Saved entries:
■ ■ ■ ■ ■ ■ ■

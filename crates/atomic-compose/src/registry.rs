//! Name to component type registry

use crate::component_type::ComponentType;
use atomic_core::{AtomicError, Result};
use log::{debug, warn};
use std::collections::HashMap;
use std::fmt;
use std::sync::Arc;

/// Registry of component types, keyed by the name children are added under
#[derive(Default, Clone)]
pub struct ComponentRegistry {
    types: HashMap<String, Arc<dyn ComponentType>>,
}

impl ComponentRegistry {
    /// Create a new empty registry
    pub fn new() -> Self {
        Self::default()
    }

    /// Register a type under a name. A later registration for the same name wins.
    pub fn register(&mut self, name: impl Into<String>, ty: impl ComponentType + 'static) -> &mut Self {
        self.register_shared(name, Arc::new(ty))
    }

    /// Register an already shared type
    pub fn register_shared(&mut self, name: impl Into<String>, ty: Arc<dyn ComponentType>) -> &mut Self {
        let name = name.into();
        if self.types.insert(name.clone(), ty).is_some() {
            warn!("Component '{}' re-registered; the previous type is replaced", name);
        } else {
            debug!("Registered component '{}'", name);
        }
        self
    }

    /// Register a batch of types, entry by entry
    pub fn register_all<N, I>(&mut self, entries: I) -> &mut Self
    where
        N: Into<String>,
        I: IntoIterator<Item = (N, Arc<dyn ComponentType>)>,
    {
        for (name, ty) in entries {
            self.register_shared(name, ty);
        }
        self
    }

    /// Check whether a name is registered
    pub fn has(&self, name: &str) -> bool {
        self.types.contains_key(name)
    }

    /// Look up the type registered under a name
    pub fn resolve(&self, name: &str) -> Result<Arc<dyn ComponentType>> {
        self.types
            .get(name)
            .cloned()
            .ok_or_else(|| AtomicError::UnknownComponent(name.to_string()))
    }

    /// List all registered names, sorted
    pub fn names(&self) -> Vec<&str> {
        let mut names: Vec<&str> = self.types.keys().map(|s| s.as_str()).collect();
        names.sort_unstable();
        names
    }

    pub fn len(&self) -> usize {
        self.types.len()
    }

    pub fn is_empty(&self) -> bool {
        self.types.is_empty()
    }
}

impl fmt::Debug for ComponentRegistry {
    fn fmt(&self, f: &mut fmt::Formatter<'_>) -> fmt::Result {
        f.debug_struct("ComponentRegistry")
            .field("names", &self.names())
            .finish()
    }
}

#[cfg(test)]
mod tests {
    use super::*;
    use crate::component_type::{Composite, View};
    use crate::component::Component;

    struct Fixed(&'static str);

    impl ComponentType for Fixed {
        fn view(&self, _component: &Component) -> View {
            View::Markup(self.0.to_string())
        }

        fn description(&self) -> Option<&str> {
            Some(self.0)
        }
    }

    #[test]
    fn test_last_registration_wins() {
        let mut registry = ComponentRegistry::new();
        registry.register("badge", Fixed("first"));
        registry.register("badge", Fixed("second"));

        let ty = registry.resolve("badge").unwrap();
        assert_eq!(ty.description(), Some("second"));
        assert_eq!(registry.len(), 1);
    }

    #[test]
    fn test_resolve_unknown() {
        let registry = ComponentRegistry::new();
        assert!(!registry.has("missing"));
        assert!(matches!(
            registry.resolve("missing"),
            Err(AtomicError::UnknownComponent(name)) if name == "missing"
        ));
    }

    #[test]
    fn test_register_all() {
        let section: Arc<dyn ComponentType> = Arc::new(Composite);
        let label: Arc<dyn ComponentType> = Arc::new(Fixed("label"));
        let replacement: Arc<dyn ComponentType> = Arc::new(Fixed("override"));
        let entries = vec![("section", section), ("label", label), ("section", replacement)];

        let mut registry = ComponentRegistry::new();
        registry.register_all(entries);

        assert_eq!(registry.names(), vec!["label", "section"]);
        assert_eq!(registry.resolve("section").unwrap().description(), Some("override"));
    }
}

■ ■ ■ ■ ■ ■ ■

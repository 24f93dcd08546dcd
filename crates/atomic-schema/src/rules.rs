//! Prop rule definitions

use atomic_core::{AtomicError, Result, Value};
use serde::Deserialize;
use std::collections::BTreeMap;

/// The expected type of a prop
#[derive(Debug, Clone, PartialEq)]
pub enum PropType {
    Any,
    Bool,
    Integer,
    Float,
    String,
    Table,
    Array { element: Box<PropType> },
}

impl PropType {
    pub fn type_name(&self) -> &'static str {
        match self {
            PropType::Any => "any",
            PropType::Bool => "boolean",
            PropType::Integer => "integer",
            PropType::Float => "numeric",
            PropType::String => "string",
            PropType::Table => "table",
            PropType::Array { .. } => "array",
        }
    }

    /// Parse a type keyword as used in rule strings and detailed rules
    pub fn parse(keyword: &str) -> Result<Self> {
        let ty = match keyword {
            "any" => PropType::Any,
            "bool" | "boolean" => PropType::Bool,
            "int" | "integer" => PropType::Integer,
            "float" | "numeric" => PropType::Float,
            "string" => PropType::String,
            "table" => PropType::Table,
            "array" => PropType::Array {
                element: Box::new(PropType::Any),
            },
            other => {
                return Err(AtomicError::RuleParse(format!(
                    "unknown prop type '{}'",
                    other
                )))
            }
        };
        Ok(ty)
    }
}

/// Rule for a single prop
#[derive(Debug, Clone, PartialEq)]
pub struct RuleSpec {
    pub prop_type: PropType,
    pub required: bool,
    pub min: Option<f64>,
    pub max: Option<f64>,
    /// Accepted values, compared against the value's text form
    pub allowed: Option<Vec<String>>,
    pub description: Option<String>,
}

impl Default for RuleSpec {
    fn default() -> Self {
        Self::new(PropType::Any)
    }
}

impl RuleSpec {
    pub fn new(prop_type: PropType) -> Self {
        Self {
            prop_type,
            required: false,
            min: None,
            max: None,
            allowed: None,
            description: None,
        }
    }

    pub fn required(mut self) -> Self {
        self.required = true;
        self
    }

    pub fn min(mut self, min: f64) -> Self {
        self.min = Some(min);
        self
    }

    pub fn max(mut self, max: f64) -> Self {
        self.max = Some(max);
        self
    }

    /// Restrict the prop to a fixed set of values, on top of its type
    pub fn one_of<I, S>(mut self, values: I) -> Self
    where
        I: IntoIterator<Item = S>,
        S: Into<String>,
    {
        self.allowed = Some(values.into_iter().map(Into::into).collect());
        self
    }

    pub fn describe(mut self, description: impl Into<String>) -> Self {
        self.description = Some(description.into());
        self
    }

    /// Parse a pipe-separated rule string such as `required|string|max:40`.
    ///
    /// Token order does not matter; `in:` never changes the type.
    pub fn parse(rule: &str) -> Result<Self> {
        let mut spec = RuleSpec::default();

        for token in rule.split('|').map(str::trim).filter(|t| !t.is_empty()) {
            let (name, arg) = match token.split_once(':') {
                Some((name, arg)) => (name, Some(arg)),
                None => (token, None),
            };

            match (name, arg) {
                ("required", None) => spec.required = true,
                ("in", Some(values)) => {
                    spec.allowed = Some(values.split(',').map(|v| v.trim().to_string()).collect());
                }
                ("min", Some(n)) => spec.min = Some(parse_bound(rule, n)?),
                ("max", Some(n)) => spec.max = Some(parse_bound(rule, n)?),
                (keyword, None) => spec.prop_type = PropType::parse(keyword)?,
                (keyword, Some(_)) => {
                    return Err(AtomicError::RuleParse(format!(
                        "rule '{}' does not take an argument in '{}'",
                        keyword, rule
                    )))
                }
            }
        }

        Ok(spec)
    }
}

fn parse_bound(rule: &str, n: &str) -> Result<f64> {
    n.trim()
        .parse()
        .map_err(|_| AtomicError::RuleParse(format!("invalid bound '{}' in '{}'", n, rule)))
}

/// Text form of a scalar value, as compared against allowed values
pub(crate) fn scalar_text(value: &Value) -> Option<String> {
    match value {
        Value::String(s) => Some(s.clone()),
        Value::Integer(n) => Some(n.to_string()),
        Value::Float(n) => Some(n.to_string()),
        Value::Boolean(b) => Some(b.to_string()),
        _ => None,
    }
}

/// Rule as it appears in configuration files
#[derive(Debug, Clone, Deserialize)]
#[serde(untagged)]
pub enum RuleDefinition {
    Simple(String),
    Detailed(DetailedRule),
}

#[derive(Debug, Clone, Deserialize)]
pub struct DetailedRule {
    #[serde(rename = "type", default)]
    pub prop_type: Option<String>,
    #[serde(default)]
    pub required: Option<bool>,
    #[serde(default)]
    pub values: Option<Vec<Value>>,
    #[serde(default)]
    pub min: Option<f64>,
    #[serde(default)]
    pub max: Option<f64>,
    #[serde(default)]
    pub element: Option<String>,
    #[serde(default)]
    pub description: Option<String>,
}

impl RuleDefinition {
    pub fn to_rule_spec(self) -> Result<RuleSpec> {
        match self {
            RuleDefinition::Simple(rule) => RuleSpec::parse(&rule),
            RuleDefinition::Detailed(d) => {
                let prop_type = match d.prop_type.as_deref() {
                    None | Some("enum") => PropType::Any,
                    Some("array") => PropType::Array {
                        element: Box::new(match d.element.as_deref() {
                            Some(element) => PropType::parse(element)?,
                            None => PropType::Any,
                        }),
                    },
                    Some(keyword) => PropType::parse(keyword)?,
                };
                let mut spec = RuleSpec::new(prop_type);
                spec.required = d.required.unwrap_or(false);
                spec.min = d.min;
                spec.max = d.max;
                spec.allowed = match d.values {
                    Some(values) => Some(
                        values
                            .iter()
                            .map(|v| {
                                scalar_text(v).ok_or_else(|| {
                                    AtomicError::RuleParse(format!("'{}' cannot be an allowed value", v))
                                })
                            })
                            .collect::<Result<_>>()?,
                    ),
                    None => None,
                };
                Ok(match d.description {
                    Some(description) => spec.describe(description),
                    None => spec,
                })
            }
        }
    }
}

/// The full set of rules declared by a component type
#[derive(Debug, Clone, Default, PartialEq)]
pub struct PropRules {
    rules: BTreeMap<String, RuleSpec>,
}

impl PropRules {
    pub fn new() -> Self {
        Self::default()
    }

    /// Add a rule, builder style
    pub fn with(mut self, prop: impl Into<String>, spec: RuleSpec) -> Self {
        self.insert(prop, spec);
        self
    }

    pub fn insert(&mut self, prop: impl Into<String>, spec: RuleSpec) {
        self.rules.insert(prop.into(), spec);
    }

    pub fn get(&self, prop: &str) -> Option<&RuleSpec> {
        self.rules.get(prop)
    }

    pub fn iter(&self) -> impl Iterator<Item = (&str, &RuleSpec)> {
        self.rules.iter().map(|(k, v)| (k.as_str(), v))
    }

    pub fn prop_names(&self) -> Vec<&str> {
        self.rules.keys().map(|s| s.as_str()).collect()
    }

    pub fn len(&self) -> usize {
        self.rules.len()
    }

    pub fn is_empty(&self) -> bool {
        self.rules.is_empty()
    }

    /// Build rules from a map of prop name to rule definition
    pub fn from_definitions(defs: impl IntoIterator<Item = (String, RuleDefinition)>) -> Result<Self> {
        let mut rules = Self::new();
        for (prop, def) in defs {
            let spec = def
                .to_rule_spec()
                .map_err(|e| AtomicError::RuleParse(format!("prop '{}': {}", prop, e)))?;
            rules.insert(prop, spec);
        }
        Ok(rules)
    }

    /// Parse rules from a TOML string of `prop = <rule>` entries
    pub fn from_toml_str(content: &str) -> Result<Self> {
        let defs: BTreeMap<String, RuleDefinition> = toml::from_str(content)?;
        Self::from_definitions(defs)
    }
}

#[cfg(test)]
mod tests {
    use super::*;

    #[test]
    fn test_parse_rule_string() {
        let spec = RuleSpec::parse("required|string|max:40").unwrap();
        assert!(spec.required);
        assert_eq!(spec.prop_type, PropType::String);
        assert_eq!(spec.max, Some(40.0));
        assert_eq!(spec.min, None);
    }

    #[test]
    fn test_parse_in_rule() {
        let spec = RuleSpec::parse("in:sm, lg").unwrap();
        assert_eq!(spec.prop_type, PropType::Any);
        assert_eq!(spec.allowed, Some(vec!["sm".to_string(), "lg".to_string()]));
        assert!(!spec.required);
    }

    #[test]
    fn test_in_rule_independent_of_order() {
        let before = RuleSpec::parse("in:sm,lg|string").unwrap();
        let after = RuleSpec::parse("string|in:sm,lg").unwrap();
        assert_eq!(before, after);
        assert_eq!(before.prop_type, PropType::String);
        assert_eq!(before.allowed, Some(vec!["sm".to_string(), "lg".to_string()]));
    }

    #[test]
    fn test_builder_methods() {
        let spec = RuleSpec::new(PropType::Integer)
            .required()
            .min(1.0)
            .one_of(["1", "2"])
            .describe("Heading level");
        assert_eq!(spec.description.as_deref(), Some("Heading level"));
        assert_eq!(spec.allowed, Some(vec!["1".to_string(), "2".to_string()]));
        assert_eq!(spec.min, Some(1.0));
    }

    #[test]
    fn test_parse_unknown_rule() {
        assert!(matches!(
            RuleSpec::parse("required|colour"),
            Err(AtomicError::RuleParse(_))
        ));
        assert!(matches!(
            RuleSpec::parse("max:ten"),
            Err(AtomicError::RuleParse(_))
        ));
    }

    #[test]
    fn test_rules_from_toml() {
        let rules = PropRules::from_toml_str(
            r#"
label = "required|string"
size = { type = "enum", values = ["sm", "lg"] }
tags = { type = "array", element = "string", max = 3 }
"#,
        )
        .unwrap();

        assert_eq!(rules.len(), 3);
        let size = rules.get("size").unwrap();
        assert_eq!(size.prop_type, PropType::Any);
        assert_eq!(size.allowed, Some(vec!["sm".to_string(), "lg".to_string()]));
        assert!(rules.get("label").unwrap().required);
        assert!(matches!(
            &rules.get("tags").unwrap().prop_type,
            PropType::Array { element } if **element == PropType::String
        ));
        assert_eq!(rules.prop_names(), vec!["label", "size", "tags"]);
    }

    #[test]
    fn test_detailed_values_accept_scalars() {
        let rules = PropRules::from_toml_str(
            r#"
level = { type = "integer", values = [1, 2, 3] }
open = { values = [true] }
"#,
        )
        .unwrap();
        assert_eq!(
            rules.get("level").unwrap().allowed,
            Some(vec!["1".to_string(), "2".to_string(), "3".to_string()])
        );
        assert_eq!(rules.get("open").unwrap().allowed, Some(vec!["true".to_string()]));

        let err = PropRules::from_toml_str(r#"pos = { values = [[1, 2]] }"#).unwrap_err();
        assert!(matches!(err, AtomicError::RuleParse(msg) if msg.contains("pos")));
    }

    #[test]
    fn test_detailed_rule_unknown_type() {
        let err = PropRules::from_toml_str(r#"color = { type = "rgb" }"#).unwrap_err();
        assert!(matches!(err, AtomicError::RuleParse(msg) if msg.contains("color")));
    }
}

■ ■ ■ ■ ■ ■ ■

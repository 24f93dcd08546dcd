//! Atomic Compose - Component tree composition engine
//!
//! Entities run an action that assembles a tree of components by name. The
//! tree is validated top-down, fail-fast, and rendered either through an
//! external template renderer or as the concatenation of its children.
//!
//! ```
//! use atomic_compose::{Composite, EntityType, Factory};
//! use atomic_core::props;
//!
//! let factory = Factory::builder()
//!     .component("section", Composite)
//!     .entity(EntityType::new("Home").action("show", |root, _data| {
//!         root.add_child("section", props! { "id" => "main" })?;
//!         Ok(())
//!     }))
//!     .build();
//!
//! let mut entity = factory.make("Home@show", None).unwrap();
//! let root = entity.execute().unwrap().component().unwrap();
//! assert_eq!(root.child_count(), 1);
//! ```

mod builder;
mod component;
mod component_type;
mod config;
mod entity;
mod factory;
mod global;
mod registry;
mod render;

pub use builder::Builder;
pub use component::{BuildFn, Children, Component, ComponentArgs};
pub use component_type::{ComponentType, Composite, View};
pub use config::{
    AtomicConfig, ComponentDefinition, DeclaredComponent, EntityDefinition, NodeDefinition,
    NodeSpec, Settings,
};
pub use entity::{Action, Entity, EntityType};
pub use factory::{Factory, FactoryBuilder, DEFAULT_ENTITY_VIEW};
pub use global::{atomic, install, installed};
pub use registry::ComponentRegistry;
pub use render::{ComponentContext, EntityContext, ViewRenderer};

■ ■ ■ ■ ■ ■ ■

A single number is required: the count of lines in the entries that include the word "open".

2